▸ **How to complete this task**
Return the listing in full, word for word.

▸ **Record extracts**
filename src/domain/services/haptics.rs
use std::rc::Rc;

/// Short vibration feedback tied to a user interaction.
///
/// Implementations are best-effort: devices without a vibration motor
/// simply ignore the call.
pub trait Haptics {
    fn pulse(&self, duration_ms: u32);
}

/// Cloneable handle to whichever `Haptics` the app was given
#[derive(Clone)]
pub struct SharedHaptics(Rc<dyn Haptics>);

impl SharedHaptics {
    pub fn new(haptics: impl Haptics + 'static) -> Self {
        Self(Rc::new(haptics))
    }
}

impl Haptics for SharedHaptics {
    fn pulse(&self, duration_ms: u32) {
        self.0.pulse(duration_ms)
    }
}
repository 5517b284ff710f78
pub mod models;
pub mod services;
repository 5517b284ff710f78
// Public API exports (shared between client and server)
pub mod domain;
pub mod shared;
pub mod config;

// Navigation sidebar components and the demo app
pub mod app;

▸ **Exercise response**
filename src/domain/services/haptics.rs
use std::rc::Rc;

/// Short vibration feedback tied to a user interaction.
///
/// Implementations are best-effort: devices without a vibration motor
/// simply ignore the call.
pub trait Haptics {
    fn pulse(&self, duration_ms: u32);
}

/// Cloneable handle to whichever `Haptics` the app was given
#[derive(Clone)]
pub struct SharedHaptics(Rc<dyn Haptics>);

impl SharedHaptics {
    pub fn new(haptics: impl Haptics + 'static) -> Self {
        Self(Rc::new(haptics))
    }
}

impl Haptics for SharedHaptics {
    fn pulse(&self, duration_ms: u32) {
        self.0.pulse(duration_ms)
    }
}
repository 5517b284ff710f78
pub mod models;
pub mod services;
repository 5517b284ff710f78
// Public API exports (shared between client and server)
pub mod domain;
pub mod shared;
pub mod config;

// Navigation sidebar components and the demo app
pub mod app;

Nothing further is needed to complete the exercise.